From aa57f9f6d21176aab6b3e520b4eb0473b8b4a609 Mon Sep 17 00:00:00 2001
From: Heikki Linnakangas <heikki.linnakangas@iki.fi>
Date: Fri, 9 Aug 2024 16:50:58 +0300
Subject: [PATCH 3/4] Don't read past current TLI during archive recovery

If you set the recovery target timeline, the recovery would not
correctly follow the timeline history to reach that timeline, if a
local WAL segment had more WAL records on one of the older
timelines.
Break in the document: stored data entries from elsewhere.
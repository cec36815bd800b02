//! Retry policy table keyed by [`ErrorKind`].
//!
//! Throttling backs off for minutes, transient failures for seconds, and
//! everything else is returned to the caller on the first failure.

use std::future::Future;
use std::time::Duration;

use crate::services::ads_api::{ApiError, ErrorKind};
use crate::services::rate_limiter::Sleeper;

#[derive(Debug, Clone, Copy, PartialEq)]
pub struct Backoff {
    pub base_delay_secs: f64,
    pub factor: f64,
}

impl Backoff {
    /// Delay after the `attempt`-th failure (1-based): `base × factor^(attempt−1)`.
    pub fn delay(&self, attempt: u32) -> Duration {
        let exponent = attempt.saturating_sub(1) as i32;
        Duration::from_secs_f64(self.base_delay_secs * self.factor.powi(exponent))
    }
}

#[derive(Debug, Clone, PartialEq)]
pub struct RetryPolicy {
    /// Total attempts per call, including the first.
    pub max_attempts: u32,
    pub rate_limited: Backoff,
    pub transient: Backoff,
}

impl Default for RetryPolicy {
    fn default() -> Self {
        Self {
            max_attempts: 3,
            rate_limited: Backoff {
                base_delay_secs: 60.0,
                factor: 3.0,
            },
            transient: Backoff {
                base_delay_secs: 2.0,
                factor: 2.0,
            },
        }
    }
}

impl RetryPolicy {
    /// How long to wait before the next attempt, or `None` to give up.
    pub fn next_delay(&self, kind: ErrorKind, attempt: u32) -> Option<Duration> {
        if attempt >= self.max_attempts {
            return None;
        }
        match kind {
            ErrorKind::RateLimited => Some(self.rate_limited.delay(attempt)),
            ErrorKind::Transient => Some(self.transient.delay(attempt)),
            ErrorKind::RequestTooLarge | ErrorKind::Rejected | ErrorKind::Fatal => None,
        }
    }
}

/// Run `operation` until it succeeds or the policy gives up.
pub async fn call_with_retry<F, Fut, T>(
    operation_name: &str,
    policy: &RetryPolicy,
    sleeper: &dyn Sleeper,
    mut operation: F,
) -> Result<T, ApiError>
where
    F: FnMut() -> Fut,
    Fut: Future<Output = Result<T, ApiError>>,
{
    let mut attempt = 0;

    loop {
        attempt += 1;
        match operation().await {
            Ok(value) => {
                if attempt > 1 {
                    tracing::info!(operation = operation_name, attempt, "Remote call succeeded after retry");
                }
                return Ok(value);
            }
            Err(err) => {
                let Some(delay) = policy.next_delay(err.kind, attempt) else {
                    if err.kind == ErrorKind::Fatal {
                        tracing::error!(operation = operation_name, error = %err, "Non-retryable remote error");
                    }
                    return Err(err);
                };

                metrics::counter!("remote_retries_total", "kind" => err.kind.to_string()).increment(1);
                tracing::warn!(
                    operation = operation_name,
                    attempt,
                    max_attempts = policy.max_attempts,
                    delay_ms = delay.as_millis() as u64,
                    error = %err,
                    "Remote call failed, retrying"
                );
                sleeper.sleep(delay).await;
            }
        }
    }
}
Fix that by not reading WAL past the switchpoint in the
timeline history.

This case came up with pg_rewind: if you call pg_rewind on a server
that is a direct ancestor of the source, it exits with "no rewind
required" and does nothing. However, if the target had already
streamed WAL past the point of divergence, and just hadn't applied it
yet, when you start it up it will follow the original timeline, not
the one you tried to rewind to. This commit alone doesn't fix that,
because the server still won't know that it's supposed to follow the
other timeline. But this at least fixes the similar case when you have
set the recovery target timeline explicitly.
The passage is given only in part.